I built an app with Silverlight4, RIA Services, and I'm using ASP.NET Membership for authentication/authorization.
My web.config has this:
<system.web>
<sessionState timeout="20"/>
<authentication mode="Forms">
<forms name="_ASPXAUTH" timeout="20"/>
</authentication>
I have read a number of different strategies on how to deal with auth/session timeout on the client side. That is: if the client is idle for x minutes (20 here), and then they do something with the UI that triggers a RIA/WCF call, I want to trap on that event and deal with appropriately (e.g. take them back to the login screen) -- in a nutshell: I need a way to differentiate from a bona-fide server side DomainException vs. an auth failure because the session timed out.
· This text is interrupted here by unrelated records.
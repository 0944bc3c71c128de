//! Graceful shutdown and signal handling.
//!
//! On SIGTERM or SIGINT the server stops accepting connections and waits for
//! in-flight lookups, each already bounded by the upstream timeout.

/// Resolves when the process receives Ctrl+C or SIGTERM.
pub async fn shutdown_signal() {
    let ctrl_c = async {
        if let Err(e) = tokio::signal::ctrl_c().await {
            tracing::error!(error = %e, "Failed to install Ctrl+C handler");
            std::future::pending::<()>().await;
        }
    };

    #[cfg(unix)]
    let terminate = async {
        match tokio::signal::unix::signal(tokio::signal::unix::SignalKind::terminate()) {
            Ok(mut sigterm) => {
                sigterm.recv().await;
            }
            Err(e) => {
                tracing::error!(error = %e, "Failed to install SIGTERM handler");
                std::future::pending::<()>().await;
            }
        }
    };

    #[cfg(not(unix))]
    let terminate = std::future::pending::<()>();

    tokio::select! {
        _ = ctrl_c => {
            tracing::info!("Received Ctrl+C, initiating graceful shutdown");
        }
        _ = terminate => {
            tracing::info!("Received SIGTERM, initiating graceful shutdown");
        }
    }
}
AFAIK: there is no typed exception or property that can determine this. The only way I've been able to determine this -- which seems like a hack: is to inspect the Error's Message string and look for something like "Access denied" or "denied". For example: something like this:
if (ex.Message.Contains("denied"))
// this is probably an auth failure b/c of a session timeout
So, this is what I'm currently doing, and it works if I run and debug either with the built-in server from VS2010, or if I run in localhost IIS. If I set the timeout to 1 minute, login, wait more than a minute and trigger another call, I breakpoint on the exception and enter the if code block above and all is well.
Then I deploy the app to a remote IIS7 server and I try the same test and it doesn't work. So, I added log tracing, and here's the event where the exception happened:
<E2ETraceEvent xmlns="http://schemas.microsoft.com/2004/06/E2ETraceEvent">
<System xmlns="http://schemas.microsoft.com/2004/06/windows/eventlog/system">
<EventID>131076</EventID>
<Type>3</Type>
<SubType Name="Error">0</SubType>
<Level>2</Level>
<TimeCreated SystemTime="2011-10-30T22:13:54.6425781Z" />
<Source Name="System.ServiceModel" />
<Correlation ActivityID="{20c26991-372f-430f-913b-1b72a261863d}" />
<Execution ProcessName="w3wp" ProcessID="4316" ThreadID="24" />
<Channel />
<Computer>TESTPROD-HOST</Computer>
</System>
<ApplicationData>
<TraceData>
<DataItem>
<TraceRecord xmlns="http://schemas.microsoft.com/2004/10/E2ETraceEvent/TraceRecord" Severity="Error">
<TraceIdentifier>http://msdn.microsoft.com/en-US/library/System.ServiceModel.Diagnostics.TraceHandledException.aspx</TraceIdentifier>
<Description>Handling an exception.</Description>
<AppDomain>/LM/W3SVC/1/ROOT/sla-2-129644844652558594</AppDomain>
<Exception>
<ExceptionType>System.ServiceModel.FaultException`1[[System.ServiceModel.DomainServices.Hosting.DomainServiceFault, System.ServiceModel.DomainServices.Hosting, Version=4.0.0.0, Culture=neutral, PublicKeyToken=31bf3856ad364e35]], System.ServiceModel, Version=4.0.0.0, Culture=neutral, PublicKeyToken=b77a5c561934e089</ExceptionType>
<Message></Message>
<StackTrace>
at System.ServiceModel.DomainServices.Hosting.QueryOperationBehavior`1.QueryOperationInvoker.InvokeCore(Object instance, Object[] inputs, Object[]& outputs)
at System.ServiceModel.DomainServices.Hosting.DomainOperationInvoker.Invoke(Object instance, Object[] inputs, Object[]& outputs)
at System.ServiceModel.Dispatcher.DispatchOperationRuntime.InvokeBegin(MessageRpc& rpc)
at System.ServiceModel.Dispatcher.ImmutableDispatchRuntime.ProcessMessage5(MessageRpc& rpc)
at System.ServiceModel.Dispatcher.ImmutableDispatchRuntime.ProcessMessage31(MessageRpc& rpc)
at System.ServiceModel.Dispatcher.MessageRpc.Process(Boolean isOperationContextSet)
</StackTrace>
<ExceptionString>System.ServiceModel.FaultException`1[System.ServiceModel.DomainServices.Hosting.DomainServiceFault]: (Fault Detail is equal to System.ServiceModel.DomainServices.Hosting.DomainServiceFault).</ExceptionString>
</Exception>
</TraceRecord>
</DataItem>
</TraceData>
</ApplicationData>
</E2ETraceEvent>
The problem is that I don't have the string in the error message that indicates "denied" or "Access denied" - and I am unsure as to why this solution works in localhost IIS or VS2010 host but not in a remote IIS7 server. Is there some obscure configuration setting that I'm missing here? Is there a better way to do this in general?
You've probably gotten by this by now, but this article describes using the DomainOperationException and checking the error codes.